▶ **REQUIREMENT**
Would you count how many lines of the entries below include the word "other"? Give nothing but the number.

- - -

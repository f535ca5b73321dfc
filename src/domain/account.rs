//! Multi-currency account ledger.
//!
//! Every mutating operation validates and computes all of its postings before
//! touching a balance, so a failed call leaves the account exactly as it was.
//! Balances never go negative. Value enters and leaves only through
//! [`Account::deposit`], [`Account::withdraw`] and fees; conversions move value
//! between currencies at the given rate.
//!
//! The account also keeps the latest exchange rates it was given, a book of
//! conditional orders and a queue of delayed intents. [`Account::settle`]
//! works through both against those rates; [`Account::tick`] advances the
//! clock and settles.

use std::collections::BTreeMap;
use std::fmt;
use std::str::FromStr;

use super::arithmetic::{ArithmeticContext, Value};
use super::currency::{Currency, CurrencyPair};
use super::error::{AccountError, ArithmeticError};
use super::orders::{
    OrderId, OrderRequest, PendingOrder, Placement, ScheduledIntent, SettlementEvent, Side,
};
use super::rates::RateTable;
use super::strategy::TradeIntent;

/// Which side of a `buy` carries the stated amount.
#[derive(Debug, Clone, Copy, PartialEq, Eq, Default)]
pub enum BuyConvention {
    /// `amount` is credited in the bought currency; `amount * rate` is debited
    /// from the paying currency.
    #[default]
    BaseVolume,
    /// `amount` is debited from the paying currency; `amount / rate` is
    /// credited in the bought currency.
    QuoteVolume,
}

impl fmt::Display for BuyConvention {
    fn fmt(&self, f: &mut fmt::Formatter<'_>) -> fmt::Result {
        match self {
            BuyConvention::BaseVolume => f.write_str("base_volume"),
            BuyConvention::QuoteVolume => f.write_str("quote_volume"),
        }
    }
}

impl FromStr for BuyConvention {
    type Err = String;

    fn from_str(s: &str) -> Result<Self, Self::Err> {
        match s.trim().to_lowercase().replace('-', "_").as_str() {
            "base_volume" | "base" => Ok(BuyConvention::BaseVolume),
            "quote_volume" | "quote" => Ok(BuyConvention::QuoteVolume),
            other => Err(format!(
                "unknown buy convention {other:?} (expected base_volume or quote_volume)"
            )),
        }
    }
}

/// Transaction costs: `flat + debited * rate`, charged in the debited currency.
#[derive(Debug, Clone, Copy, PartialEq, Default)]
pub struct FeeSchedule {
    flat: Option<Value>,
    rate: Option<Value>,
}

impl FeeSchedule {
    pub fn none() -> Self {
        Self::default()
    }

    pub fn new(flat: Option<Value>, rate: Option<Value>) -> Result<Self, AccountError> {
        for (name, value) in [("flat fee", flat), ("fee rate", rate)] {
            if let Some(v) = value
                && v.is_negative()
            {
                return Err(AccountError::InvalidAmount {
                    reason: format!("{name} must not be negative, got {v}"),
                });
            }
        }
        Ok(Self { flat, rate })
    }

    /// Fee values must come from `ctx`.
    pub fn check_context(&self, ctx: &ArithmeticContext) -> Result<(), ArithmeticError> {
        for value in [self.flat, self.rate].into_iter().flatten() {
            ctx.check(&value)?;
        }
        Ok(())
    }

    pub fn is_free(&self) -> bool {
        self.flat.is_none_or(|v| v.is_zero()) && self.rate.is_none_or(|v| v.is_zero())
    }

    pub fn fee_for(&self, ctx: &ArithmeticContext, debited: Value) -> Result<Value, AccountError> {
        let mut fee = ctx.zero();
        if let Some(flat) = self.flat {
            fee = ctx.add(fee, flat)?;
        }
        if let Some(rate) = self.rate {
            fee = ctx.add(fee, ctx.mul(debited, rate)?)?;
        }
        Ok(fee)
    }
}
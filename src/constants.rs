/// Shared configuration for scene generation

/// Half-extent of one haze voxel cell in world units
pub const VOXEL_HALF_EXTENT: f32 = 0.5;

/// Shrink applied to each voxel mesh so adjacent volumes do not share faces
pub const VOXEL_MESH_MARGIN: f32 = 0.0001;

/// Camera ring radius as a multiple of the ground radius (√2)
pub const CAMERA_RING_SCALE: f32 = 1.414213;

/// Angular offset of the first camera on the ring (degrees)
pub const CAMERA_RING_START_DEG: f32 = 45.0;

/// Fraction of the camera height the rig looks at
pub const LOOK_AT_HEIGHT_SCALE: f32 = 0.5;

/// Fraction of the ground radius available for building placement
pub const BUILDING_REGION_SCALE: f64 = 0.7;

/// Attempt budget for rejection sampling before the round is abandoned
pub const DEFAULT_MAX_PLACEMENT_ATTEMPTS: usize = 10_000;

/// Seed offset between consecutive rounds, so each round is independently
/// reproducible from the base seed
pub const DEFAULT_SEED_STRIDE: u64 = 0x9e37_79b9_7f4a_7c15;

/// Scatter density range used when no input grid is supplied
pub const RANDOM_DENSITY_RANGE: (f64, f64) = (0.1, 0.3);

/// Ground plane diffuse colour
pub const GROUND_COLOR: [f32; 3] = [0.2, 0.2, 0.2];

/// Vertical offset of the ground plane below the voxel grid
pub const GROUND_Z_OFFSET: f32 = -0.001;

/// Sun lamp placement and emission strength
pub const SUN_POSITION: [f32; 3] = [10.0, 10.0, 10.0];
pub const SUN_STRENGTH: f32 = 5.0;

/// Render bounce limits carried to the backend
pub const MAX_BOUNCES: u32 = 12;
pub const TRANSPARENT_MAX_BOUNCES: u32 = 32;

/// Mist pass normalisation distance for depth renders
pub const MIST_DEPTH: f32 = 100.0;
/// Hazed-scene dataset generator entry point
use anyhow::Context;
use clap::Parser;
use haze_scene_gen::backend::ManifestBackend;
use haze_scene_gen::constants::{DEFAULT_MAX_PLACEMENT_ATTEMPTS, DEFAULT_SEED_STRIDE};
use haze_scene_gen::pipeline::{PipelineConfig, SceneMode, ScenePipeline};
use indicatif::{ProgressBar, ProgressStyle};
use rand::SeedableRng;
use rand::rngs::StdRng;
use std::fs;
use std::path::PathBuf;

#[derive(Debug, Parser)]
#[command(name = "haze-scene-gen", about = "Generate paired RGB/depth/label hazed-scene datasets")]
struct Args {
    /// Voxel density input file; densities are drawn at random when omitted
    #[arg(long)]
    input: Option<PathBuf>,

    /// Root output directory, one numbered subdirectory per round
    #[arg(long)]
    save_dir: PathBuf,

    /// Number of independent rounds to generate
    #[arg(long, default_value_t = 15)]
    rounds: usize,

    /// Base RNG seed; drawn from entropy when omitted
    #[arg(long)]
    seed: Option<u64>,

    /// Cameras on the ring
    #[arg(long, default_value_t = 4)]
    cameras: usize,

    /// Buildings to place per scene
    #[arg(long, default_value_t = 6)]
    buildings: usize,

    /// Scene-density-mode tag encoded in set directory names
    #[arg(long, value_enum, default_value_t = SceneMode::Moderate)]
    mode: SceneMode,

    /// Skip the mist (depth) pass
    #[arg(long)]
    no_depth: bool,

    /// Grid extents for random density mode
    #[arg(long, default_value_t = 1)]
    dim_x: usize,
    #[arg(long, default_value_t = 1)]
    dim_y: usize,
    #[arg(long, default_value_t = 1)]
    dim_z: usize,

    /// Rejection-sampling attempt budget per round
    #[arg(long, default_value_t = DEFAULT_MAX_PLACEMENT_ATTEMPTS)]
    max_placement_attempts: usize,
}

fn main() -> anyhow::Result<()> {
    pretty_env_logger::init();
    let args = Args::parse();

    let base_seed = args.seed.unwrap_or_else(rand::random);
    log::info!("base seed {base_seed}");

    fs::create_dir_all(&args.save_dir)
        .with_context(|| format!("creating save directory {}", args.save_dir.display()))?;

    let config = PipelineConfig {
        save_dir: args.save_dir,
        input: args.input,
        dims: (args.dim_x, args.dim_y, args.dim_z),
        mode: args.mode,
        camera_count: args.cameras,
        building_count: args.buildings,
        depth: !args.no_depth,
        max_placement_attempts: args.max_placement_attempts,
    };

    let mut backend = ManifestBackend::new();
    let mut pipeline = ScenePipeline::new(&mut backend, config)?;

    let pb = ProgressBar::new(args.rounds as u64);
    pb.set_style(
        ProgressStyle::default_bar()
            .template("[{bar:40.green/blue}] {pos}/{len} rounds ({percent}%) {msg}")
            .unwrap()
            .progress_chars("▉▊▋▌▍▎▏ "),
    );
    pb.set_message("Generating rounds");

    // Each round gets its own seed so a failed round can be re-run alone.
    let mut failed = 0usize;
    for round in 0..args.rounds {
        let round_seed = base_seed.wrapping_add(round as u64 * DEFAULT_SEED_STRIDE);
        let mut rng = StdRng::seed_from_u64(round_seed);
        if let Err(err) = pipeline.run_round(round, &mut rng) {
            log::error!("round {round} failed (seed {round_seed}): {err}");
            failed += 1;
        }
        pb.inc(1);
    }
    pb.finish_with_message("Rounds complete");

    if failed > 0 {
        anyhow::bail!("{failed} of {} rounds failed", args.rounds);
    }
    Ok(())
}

- - -

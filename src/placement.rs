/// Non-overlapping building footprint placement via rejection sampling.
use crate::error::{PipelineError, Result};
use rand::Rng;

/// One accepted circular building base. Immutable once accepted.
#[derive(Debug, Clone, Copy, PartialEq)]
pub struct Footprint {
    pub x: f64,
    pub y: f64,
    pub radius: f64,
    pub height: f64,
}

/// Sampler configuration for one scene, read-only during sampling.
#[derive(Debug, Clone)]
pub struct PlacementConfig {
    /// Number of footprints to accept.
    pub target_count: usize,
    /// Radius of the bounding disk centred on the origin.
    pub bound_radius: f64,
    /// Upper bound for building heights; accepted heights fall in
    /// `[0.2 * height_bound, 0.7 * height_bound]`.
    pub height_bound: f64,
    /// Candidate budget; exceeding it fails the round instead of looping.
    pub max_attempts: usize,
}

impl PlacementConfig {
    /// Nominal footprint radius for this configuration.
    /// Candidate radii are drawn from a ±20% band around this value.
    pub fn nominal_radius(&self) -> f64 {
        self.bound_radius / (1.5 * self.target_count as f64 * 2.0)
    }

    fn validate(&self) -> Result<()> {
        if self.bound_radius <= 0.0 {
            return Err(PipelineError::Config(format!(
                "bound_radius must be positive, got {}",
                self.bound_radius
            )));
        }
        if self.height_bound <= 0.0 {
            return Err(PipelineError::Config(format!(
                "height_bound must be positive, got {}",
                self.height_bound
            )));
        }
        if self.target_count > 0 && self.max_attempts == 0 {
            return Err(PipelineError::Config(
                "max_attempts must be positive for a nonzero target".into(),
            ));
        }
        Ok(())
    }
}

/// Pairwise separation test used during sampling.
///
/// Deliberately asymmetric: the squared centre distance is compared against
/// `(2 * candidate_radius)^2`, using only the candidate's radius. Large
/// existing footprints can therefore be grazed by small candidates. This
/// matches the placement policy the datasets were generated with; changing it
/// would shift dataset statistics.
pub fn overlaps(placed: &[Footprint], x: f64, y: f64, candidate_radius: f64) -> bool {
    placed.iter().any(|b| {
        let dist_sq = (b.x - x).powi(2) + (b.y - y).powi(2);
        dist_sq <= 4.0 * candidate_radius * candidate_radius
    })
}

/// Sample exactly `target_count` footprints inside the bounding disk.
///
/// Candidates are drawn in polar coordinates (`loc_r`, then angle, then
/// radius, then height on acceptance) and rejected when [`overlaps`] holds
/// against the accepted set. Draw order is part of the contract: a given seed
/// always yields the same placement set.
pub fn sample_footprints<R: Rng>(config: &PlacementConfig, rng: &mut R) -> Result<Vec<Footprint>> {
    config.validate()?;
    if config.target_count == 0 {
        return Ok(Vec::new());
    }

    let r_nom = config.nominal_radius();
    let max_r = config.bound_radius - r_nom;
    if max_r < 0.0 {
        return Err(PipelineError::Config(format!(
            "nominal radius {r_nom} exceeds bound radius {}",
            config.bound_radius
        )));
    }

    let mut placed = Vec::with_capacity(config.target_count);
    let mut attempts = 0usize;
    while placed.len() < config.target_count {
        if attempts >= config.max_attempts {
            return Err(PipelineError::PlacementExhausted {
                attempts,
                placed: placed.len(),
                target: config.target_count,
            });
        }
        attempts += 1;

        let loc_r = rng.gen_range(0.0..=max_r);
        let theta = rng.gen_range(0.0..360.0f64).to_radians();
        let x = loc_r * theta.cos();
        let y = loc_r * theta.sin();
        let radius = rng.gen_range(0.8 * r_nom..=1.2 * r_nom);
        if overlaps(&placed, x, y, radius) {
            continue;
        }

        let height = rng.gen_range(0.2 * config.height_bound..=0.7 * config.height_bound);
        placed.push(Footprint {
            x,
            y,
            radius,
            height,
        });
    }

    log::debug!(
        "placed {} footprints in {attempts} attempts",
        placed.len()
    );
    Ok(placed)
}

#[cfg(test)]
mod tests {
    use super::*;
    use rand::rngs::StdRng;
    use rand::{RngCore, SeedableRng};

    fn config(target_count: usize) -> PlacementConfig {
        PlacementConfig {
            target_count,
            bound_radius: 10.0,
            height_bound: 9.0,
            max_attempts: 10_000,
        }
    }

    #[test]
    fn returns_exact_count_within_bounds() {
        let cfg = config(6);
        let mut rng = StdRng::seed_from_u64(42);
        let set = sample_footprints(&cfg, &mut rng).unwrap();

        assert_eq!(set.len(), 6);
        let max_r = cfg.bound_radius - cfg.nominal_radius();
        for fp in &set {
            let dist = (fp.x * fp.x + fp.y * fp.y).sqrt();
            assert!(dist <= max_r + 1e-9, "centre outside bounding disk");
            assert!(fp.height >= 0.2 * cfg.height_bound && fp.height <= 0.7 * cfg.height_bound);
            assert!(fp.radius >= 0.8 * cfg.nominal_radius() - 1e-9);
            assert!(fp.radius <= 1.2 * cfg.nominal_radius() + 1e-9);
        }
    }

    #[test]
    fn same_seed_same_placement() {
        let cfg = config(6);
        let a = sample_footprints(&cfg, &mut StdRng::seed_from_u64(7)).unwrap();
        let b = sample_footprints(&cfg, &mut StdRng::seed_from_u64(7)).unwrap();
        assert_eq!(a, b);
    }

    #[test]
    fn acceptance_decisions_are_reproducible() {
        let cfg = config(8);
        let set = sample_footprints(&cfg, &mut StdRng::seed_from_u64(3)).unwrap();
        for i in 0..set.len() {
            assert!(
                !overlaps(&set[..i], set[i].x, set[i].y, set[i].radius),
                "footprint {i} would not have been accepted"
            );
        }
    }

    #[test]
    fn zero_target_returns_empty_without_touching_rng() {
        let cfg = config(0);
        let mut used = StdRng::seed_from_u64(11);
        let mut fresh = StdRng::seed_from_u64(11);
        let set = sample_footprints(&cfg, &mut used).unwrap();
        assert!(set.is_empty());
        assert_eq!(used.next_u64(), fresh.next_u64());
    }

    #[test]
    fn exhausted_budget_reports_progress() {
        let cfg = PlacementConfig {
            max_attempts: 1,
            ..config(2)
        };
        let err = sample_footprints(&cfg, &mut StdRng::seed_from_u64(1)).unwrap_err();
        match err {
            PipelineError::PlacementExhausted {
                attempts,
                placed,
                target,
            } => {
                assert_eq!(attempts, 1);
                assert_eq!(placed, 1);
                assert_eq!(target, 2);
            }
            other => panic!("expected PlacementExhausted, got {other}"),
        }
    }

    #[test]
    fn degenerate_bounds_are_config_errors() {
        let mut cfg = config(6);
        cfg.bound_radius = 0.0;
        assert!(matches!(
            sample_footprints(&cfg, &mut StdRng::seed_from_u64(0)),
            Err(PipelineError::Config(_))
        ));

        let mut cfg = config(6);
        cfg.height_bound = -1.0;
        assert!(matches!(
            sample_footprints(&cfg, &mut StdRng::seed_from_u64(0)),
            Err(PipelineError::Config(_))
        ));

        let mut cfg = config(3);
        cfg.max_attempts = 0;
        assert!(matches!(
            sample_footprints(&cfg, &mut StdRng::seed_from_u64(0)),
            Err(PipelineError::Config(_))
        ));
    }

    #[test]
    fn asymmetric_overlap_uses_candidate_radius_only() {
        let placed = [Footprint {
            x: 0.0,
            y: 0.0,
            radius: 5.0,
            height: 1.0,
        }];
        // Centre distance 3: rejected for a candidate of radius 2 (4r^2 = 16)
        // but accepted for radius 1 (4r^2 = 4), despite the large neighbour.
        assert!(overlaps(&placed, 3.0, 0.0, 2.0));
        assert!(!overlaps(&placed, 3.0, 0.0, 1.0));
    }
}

- - -

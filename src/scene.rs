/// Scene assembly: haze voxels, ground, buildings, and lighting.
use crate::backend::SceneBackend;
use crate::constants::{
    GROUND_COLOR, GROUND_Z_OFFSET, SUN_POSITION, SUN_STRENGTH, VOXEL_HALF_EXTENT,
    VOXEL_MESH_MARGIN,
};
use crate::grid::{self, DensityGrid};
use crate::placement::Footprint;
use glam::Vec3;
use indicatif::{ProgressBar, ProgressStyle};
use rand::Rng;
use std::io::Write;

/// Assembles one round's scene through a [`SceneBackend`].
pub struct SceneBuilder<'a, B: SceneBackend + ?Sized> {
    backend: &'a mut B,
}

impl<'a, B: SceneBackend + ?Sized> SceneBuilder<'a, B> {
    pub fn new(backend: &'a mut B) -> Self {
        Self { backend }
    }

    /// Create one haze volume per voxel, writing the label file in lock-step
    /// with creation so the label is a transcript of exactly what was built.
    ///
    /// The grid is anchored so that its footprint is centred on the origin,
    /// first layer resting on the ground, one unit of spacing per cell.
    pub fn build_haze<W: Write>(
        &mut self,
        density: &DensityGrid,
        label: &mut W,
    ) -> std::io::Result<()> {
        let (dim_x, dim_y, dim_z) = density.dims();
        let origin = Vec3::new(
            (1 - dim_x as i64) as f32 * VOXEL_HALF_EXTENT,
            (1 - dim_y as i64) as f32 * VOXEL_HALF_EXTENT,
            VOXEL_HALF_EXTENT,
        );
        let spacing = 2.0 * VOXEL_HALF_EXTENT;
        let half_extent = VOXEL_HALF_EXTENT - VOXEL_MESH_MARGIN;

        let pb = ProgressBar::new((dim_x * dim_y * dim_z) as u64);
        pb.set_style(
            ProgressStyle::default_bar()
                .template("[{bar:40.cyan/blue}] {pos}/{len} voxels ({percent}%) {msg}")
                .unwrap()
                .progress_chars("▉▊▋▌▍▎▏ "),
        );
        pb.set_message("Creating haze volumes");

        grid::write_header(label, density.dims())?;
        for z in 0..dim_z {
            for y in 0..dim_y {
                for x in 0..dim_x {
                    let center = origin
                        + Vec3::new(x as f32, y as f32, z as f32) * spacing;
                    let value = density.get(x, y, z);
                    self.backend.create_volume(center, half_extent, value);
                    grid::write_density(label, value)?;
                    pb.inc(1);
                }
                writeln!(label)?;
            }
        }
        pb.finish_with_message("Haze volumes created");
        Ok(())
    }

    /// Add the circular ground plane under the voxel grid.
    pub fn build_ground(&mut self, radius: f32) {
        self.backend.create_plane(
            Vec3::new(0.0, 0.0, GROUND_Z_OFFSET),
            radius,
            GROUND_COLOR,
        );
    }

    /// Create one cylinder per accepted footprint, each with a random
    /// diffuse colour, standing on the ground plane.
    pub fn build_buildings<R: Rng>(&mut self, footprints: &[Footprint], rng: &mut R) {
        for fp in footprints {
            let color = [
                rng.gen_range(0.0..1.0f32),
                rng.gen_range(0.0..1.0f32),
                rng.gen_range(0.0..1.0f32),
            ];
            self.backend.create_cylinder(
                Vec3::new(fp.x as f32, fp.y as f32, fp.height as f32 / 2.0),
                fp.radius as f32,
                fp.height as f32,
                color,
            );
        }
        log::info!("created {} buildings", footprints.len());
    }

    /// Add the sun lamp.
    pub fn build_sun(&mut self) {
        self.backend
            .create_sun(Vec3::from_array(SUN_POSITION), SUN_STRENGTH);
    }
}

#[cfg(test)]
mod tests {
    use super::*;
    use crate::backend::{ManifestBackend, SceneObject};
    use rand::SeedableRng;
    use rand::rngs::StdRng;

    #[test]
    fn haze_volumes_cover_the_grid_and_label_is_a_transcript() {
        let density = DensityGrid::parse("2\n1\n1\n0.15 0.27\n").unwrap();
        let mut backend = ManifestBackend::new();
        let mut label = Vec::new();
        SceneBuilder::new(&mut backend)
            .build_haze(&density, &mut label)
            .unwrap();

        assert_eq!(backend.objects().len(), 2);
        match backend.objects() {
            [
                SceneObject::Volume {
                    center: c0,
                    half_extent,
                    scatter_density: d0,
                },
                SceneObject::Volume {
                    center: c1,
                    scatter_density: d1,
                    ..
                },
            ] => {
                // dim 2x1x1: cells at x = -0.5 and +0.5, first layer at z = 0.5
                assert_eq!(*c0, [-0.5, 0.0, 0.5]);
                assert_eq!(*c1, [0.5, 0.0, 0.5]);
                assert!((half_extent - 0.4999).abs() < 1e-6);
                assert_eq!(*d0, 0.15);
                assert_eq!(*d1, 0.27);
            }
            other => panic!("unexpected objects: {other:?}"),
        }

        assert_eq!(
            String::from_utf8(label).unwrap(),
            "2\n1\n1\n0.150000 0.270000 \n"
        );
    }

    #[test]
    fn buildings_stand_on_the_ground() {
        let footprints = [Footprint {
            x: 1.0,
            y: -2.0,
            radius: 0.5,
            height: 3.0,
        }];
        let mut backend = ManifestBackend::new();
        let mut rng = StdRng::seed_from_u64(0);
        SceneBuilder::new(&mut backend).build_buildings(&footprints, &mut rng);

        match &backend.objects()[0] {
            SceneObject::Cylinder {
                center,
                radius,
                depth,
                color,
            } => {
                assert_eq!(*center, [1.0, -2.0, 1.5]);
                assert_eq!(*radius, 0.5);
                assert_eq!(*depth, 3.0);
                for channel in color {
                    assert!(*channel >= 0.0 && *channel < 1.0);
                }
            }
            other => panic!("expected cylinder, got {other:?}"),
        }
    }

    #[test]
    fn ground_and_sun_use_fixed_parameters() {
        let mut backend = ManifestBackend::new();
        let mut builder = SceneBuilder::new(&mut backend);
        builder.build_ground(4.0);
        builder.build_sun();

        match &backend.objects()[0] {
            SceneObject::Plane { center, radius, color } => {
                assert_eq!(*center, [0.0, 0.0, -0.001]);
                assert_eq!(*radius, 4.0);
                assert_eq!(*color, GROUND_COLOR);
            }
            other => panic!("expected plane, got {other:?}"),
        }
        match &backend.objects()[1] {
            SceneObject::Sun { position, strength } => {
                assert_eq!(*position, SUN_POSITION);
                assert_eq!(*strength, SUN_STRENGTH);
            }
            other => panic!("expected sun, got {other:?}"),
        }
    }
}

- - -

▶ **EXERCISE SOLUTION**
7